TASK TO COMPLETE:
Return, from the data below, each line that contains the word "count".

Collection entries

====

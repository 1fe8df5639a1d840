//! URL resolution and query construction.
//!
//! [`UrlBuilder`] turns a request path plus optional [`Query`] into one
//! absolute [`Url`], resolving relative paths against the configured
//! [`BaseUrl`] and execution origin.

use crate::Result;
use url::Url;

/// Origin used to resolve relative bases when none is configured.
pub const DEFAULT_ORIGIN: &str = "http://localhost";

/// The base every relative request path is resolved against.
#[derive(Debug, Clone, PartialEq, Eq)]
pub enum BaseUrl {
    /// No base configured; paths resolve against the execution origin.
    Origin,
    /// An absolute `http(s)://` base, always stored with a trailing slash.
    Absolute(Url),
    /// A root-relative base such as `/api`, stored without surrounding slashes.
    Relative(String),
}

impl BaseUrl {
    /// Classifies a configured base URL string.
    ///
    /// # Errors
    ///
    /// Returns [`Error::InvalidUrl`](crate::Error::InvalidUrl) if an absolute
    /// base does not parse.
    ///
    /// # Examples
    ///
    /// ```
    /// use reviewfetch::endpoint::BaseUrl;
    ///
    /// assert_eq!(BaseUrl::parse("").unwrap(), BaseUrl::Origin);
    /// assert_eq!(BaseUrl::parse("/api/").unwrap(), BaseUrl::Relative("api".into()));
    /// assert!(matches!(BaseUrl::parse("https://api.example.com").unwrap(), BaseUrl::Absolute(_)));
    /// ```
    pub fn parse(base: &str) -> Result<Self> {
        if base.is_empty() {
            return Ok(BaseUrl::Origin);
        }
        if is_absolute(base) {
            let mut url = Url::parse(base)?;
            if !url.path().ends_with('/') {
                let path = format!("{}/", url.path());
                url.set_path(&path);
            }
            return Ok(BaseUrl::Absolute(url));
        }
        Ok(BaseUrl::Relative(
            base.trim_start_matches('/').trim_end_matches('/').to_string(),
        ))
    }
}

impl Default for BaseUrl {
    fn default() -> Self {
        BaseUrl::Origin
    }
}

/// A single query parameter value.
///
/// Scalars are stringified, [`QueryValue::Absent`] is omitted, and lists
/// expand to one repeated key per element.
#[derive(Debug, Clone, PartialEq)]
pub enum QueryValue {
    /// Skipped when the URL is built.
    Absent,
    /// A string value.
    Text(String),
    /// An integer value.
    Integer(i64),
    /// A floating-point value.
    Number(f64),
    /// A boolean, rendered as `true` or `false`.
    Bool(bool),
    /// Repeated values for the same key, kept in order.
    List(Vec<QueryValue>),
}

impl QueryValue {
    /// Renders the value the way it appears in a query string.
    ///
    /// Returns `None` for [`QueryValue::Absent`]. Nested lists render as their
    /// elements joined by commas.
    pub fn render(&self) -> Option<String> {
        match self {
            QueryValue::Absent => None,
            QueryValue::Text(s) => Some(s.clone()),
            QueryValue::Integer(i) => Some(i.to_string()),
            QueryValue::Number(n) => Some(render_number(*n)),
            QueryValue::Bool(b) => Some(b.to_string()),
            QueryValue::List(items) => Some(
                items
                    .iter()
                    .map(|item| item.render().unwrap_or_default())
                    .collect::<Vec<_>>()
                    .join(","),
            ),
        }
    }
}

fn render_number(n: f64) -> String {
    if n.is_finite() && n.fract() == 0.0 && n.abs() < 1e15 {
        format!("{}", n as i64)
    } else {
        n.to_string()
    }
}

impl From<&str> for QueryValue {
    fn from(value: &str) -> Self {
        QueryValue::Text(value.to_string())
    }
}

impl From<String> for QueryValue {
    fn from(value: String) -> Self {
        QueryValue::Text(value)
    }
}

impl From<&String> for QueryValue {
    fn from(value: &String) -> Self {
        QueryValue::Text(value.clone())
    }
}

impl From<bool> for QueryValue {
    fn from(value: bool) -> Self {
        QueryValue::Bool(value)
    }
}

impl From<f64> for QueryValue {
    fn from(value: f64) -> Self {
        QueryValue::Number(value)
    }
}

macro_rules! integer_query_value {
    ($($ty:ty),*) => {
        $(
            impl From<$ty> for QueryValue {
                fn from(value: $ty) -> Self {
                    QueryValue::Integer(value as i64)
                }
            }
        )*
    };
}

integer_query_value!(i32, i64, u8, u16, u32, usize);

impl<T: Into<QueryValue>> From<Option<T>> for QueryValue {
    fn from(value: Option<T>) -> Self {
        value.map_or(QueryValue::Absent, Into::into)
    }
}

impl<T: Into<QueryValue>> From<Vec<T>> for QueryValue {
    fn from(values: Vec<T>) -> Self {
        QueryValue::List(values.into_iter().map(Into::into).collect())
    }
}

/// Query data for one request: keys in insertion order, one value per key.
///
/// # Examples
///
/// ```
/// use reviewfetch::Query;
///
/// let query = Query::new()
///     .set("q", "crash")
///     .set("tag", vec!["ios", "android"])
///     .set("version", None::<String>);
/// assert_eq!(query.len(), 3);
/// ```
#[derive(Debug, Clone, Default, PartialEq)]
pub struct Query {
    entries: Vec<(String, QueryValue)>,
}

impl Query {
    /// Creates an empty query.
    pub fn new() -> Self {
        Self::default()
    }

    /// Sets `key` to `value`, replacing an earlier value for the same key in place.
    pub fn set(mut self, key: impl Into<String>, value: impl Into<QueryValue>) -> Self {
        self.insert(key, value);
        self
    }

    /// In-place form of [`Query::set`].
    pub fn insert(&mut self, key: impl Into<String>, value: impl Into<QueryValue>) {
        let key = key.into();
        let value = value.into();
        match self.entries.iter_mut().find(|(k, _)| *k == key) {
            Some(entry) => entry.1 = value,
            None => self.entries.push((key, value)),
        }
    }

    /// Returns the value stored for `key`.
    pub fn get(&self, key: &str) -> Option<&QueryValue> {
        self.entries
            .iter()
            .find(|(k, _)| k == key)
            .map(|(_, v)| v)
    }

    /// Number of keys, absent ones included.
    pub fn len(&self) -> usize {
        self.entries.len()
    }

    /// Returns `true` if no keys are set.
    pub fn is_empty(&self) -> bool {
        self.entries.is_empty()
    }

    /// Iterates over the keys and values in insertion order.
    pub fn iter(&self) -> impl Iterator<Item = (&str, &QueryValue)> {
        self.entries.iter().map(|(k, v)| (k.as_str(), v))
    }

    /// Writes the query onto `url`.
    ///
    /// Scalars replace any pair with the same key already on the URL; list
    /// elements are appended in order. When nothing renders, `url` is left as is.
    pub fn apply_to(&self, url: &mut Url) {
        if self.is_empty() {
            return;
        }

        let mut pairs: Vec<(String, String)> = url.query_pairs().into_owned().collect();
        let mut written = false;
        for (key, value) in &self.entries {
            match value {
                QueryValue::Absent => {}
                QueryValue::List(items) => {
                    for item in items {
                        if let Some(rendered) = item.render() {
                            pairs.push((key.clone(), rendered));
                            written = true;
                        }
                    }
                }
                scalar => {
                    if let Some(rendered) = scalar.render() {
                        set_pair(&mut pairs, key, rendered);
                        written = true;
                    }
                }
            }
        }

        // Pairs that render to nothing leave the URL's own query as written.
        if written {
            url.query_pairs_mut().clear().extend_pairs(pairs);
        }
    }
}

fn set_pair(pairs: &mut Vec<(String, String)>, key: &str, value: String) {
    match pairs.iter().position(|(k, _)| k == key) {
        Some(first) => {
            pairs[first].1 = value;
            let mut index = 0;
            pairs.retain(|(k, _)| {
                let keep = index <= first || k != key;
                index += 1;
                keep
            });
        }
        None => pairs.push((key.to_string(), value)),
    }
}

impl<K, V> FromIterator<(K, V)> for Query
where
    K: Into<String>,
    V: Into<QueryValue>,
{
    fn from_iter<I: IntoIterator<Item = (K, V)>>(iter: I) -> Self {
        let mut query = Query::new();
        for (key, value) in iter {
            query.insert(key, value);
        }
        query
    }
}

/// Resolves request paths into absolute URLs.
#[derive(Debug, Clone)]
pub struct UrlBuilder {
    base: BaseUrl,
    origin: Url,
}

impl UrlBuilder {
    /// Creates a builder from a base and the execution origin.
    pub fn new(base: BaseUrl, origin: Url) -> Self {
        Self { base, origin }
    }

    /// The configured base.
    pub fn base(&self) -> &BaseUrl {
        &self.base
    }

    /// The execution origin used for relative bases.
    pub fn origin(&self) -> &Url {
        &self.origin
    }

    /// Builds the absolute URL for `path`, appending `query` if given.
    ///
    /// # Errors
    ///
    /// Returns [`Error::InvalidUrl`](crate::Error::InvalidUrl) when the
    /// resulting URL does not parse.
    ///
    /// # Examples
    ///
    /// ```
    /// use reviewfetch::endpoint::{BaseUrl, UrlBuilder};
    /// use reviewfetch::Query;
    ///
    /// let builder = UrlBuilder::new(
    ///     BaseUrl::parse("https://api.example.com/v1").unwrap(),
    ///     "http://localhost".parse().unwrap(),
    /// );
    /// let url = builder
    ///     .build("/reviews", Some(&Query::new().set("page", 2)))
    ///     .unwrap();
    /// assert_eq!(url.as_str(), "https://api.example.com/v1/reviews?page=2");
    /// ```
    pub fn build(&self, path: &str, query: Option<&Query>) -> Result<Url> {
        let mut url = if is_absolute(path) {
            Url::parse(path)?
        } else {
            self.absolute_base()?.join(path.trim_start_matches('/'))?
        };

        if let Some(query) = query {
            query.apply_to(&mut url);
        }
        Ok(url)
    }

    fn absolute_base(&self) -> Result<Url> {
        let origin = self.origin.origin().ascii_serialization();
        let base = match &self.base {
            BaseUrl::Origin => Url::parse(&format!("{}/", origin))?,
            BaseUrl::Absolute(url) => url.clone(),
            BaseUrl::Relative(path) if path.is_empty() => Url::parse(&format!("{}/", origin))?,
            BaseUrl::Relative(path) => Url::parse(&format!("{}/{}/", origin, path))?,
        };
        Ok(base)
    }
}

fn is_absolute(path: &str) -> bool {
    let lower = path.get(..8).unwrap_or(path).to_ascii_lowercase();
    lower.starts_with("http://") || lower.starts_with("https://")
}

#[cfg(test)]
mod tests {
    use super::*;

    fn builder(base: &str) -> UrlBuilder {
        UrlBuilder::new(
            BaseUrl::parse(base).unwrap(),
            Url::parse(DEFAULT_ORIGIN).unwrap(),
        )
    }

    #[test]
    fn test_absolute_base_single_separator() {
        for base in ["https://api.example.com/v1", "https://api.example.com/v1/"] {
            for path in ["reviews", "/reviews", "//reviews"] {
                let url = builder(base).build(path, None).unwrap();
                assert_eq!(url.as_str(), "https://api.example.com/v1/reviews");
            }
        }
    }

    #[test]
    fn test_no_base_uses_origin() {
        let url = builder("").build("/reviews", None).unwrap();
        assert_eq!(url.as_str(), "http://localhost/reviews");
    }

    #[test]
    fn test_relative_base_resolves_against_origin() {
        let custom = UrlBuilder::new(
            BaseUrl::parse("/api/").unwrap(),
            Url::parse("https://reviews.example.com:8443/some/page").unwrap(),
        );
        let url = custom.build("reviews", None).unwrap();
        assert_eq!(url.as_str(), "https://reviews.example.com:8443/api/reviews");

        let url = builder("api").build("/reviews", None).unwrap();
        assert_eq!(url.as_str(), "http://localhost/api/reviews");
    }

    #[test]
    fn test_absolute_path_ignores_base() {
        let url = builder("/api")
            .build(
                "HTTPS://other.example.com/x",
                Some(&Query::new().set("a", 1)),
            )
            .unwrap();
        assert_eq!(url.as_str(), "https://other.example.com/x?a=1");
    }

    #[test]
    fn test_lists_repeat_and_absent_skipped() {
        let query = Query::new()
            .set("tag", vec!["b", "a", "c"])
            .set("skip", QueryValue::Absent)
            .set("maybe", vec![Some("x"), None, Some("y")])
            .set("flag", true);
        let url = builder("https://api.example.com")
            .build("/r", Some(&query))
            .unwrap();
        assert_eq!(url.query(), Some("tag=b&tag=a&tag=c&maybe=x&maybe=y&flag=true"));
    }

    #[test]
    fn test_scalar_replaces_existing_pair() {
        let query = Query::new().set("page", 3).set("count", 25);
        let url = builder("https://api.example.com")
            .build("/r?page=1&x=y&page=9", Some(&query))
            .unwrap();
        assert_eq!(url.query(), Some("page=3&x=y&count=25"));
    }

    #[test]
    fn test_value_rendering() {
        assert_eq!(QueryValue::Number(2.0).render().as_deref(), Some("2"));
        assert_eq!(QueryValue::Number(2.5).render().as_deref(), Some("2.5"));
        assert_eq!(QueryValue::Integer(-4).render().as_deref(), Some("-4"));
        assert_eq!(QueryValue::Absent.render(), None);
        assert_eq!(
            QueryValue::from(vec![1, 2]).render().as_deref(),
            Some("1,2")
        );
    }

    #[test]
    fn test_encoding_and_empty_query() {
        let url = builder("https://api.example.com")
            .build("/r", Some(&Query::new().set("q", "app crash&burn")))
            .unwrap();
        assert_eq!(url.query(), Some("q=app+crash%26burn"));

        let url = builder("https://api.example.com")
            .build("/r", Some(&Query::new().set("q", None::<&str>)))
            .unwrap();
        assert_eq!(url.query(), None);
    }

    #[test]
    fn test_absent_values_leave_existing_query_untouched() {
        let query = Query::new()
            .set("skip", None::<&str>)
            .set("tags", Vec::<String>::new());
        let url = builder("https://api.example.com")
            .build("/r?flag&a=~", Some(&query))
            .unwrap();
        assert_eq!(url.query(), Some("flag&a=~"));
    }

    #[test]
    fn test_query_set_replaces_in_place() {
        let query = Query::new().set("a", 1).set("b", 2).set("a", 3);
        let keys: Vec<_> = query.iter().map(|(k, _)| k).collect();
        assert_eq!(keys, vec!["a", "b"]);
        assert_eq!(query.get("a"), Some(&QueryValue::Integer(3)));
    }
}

====

SOLUTION TO THIS TASK:
        let query = Query::new().set("page", 3).set("count", 25);
        assert_eq!(url.query(), Some("page=3&x=y&count=25"));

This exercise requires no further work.